4. Step-by-Step Biomechanical Restoration
- Acetabular Preparation: Ream to preserve subchondral bone. Impact the cup at 40-45 degrees of inclination and 15-20 degrees of anteversion to optimize the load-bearing vector and maximize the safe zone for impingement-free range of motion.
- Femoral Preparation: Broach the femur to achieve rotational stability. Pay strict attention to the version of the broach (aiming for 10-15 degrees of anteversion).
- Restoring Offset: Perform a trial reduction. Assess soft tissue tension. If the abductors are lax, utilize a high-offset neck or a longer head to lateralize the femur, thereby lengthening the abductor lever arm without excessively lengthening the leg.

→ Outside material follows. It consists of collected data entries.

//! Element Attributes
//!
//! Valued attributes keep insertion order for deterministic output;
//! flag (valueless) attributes collapse duplicates in first-seen order.

use std::collections::HashMap;

/// Single valued attribute
#[derive(Debug, Clone)]
pub struct Attr {
    pub name: String,
    pub value: String,
}

/// Attribute collection for one element
#[derive(Debug, Clone, Default)]
pub struct AttrMap {
    attrs: Vec<Attr>,
    by_name: HashMap<String, usize>,
    flags: Vec<String>,
}

impl AttrMap {
    pub fn new() -> Self {
        Self::default()
    }

    /// Set an attribute, replacing any existing value for the key.
    ///
    /// A flag previously set under the same key is evicted: a key is
    /// either valued or a flag, never both.
    pub fn set_attribute(&mut self, key: impl Into<String>, value: impl Into<String>) {
        let key = key.into();
        let value = value.into();
        debug_assert!(is_valid_name(&key), "invalid attribute name: {key:?}");
        self.flags.retain(|flag| *flag != key);
        if let Some(&index) = self.by_name.get(&key) {
            self.attrs[index].value = value;
        } else {
            self.by_name.insert(key.clone(), self.attrs.len());
            self.attrs.push(Attr { name: key, value });
        }
    }

    /// Merge a value into an attribute, separated by a single space.
    pub fn merge_attribute(&mut self, key: impl Into<String>, value: impl Into<String>) {
        self.merge_attribute_with(key, value, " ");
    }

    /// Merge a value into an attribute with an explicit separator.
    ///
    /// If the key is absent this behaves like [`AttrMap::set_attribute`].
    pub fn merge_attribute_with(
        &mut self,
        key: impl Into<String>,
        value: impl Into<String>,
        separator: &str,
    ) {
        let key = key.into();
        let value = value.into();
        debug_assert!(is_valid_name(&key), "invalid attribute name: {key:?}");
        self.flags.retain(|flag| *flag != key);
        if let Some(&index) = self.by_name.get(&key) {
            let existing = &mut self.attrs[index].value;
            existing.push_str(separator);
            existing.push_str(&value);
        } else {
            self.by_name.insert(key.clone(), self.attrs.len());
            self.attrs.push(Attr { name: key, value });
        }
    }

    /// Record a valueless (boolean) attribute such as `disabled`.
    ///
    /// Setting the same flag twice keeps a single occurrence. A valued
    /// attribute previously set under the same key is evicted.
    pub fn set_flag(&mut self, key: impl Into<String>) {
        let key = key.into();
        debug_assert!(is_valid_name(&key), "invalid attribute name: {key:?}");
        if self.by_name.remove(&key).is_some() {
            self.attrs.retain(|attr| attr.name != key);
            self.reindex();
        }
        if !self.flags.contains(&key) {
            self.flags.push(key);
        }
    }

    /// Remove valued and flag attributes matching any of the given keys.
    pub fn remove_attributes(&mut self, keys: &[&str]) {
        self.attrs.retain(|attr| !keys.contains(&attr.name.as_str()));
        self.flags.retain(|flag| !keys.contains(&flag.as_str()));
        self.reindex();
    }

    /// Get an attribute value, `None` if it was never set.
    pub fn get_attribute(&self, key: &str) -> Option<&str> {
        self.by_name
            .get(key)
            .map(|&index| self.attrs[index].value.as_str())
    }

    pub fn has_attribute(&self, key: &str) -> bool {
        self.by_name.contains_key(key)
    }

    pub fn has_flag(&self, key: &str) -> bool {
        self.flags.iter().any(|flag| flag == key)
    }

    /// Valued attributes in insertion order.
    pub fn iter(&self) -> impl Iterator<Item = (&str, &str)> {
        self.attrs
            .iter()
            .map(|attr| (attr.name.as_str(), attr.value.as_str()))
    }

    /// Flag attributes in first-seen order.
    pub fn flags(&self) -> impl Iterator<Item = &str> {
        self.flags.iter().map(String::as_str)
    }

    pub fn is_empty(&self) -> bool {
        self.attrs.is_empty() && self.flags.is_empty()
    }

    fn reindex(&mut self) {
        self.by_name.clear();
        for (index, attr) in self.attrs.iter().enumerate() {
            self.by_name.insert(attr.name.clone(), index);
        }
    }
}

// Names are emitted without escaping, so anything that could break
// out of the tag must never get stored.
fn is_valid_name(name: &str) -> bool {
    !name.is_empty()
        && name
            .chars()
            .all(|c| !c.is_whitespace() && !matches!(c, '"' | '\'' | '<' | '>' | '/' | '='))
}

#[cfg(test)]
mod tests {
    use super::*;

    #[test]
    fn test_set_overwrites() {
        let mut attrs = AttrMap::new();
        attrs.set_attribute("class", "btn");
        attrs.set_attribute("class", "btn-primary");

        assert_eq!(attrs.get_attribute("class"), Some("btn-primary"));
    }

    #[test]
    fn test_merge_concatenates() {
        let mut attrs = AttrMap::new();
        attrs.merge_attribute("class", "btn");
        attrs.merge_attribute("class", "large");

        assert_eq!(attrs.get_attribute("class"), Some("btn large"));
    }

    #[test]
    fn test_merge_with_separator() {
        let mut attrs = AttrMap::new();
        attrs.merge_attribute_with("style", "color: red", "; ");
        attrs.merge_attribute_with("style", "margin: 0", "; ");

        assert_eq!(attrs.get_attribute("style"), Some("color: red; margin: 0"));
    }

    #[test]
    fn test_flag_dedup() {
        let mut attrs = AttrMap::new();
        attrs.set_flag("checked");
        attrs.set_flag("checked");

        assert_eq!(attrs.flags().count(), 1);
        assert!(attrs.has_flag("checked"));
    }

    #[test]
    fn test_flag_and_value_are_exclusive() {
        let mut attrs = AttrMap::new();
        attrs.set_flag("disabled");
        attrs.set_attribute("disabled", "x");

        assert!(!attrs.has_flag("disabled"));
        assert_eq!(attrs.get_attribute("disabled"), Some("x"));

        attrs.set_flag("disabled");
        assert_eq!(attrs.get_attribute("disabled"), None);
        assert!(attrs.has_flag("disabled"));
        assert_eq!(attrs.flags().count(), 1);
    }

    #[test]
    #[should_panic(expected = "invalid attribute name")]
    fn test_malformed_attribute_name_is_rejected() {
        let mut attrs = AttrMap::new();
        attrs.set_attribute("bad name\"", "x");
    }

    #[test]
    fn test_absent_attribute_is_none() {
        let attrs = AttrMap::new();
        assert_eq!(attrs.get_attribute("missing"), None);
        assert!(!attrs.has_flag("missing"));
    }

    #[test]
    fn test_remove_valued_and_flags() {
        let mut attrs = AttrMap::new();
        attrs.set_attribute("href", "/");
        attrs.set_attribute("target", "_blank");
        attrs.set_flag("download");
        attrs.remove_attributes(&["href", "download"]);

        assert_eq!(attrs.get_attribute("href"), None);
        assert!(!attrs.has_flag("download"));
        // Surviving attributes stay addressable after reindexing
        assert_eq!(attrs.get_attribute("target"), Some("_blank"));
    }

    #[test]
    fn test_insertion_order_preserved() {
        let mut attrs = AttrMap::new();
        attrs.set_attribute("b", "2");
        attrs.set_attribute("a", "1");
        attrs.set_attribute("c", "3");

        let names: Vec<&str> = attrs.iter().map(|(name, _)| name).collect();
        assert_eq!(names, vec!["b", "a", "c"]);
    }
}
//! Content-model categories
//!
//! A closed set of marker traits encodes which containers may hold a
//! given node kind. Composition is a single generic [`Container`]
//! abstraction: each container type declares the category it accepts
//! through a blanket impl, so a category violation is a compile-time
//! type error rather than a runtime check.

use crate::node::{IntoChild, Markup};

/// Block-level (flow) content.
pub trait Block: IntoChild {}

/// Inline (phrasing) content.
pub trait Inline: IntoChild {}

/// Content allowed inside the document head.
pub trait Metadata: IntoChild {}

/// List items (`li`), accepted by ordered and unordered lists.
pub trait ListItem: IntoChild {}

/// Options and option groups, accepted by select-like containers.
pub trait OptionItem: IntoChild {}

/// Nodes eligible inside an image map.
pub trait MapArea: IntoChild {}

/// What an option or option group may hold: nested option items or
/// bare text.
pub trait OptionContent: IntoChild {}

/// Category-constrained composition.
///
/// A container implements `Container<N>` for every node type `N` whose
/// category it accepts, e.g. `impl<N: ListItem> Container<N> for
/// ListNode`. Append and prepend preserve insertion order; the
/// consuming forms chain during construction, the `push` forms mutate
/// through a borrow.
pub trait Container<N: IntoChild>: Markup {
    fn append(mut self, node: N) -> Self {
        self.element_mut().append_child(node.into_child());
        self
    }

    fn prepend(mut self, node: N) -> Self {
        self.element_mut().prepend_child(node.into_child());
        self
    }

    fn push(&mut self, node: N) -> &mut Self {
        self.element_mut().append_child(node.into_child());
        self
    }

    fn push_front(&mut self, node: N) -> &mut Self {
        self.element_mut().prepend_child(node.into_child());
        self
    }
}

- Stability Testing: Take the hip through a full range of motion. Test for posterior impingement (extension and external rotation) and anterior impingement (flexion and internal rotation). Impingement creates a fulcrum effect that leverages the head out of the socket, representing a catastrophic biomechanical failure.
5. Postoperative Protocols
- Weight-Bearing: Modern cementless, porous-coated implants with a rigid intraoperative press-fit generally allow for immediate weight-bearing as tolerated. This early axial loading stimulates osteointegration via Wolff's Law.
- Rehabilitation: Focus heavily on abductor strengthening. A strong abductor mechanism is the most critical dynamic stabilizer of the hip joint, directly counteracting the massive lever arm of the patient's body weight during the stance phase of gait.
- Precautions: Tailored to the surgical approach (e.g., avoiding excessive flexion, adduction, and internal rotation for posterior approaches) until the soft tissue envelope heals and restores the static biomechanical restraints.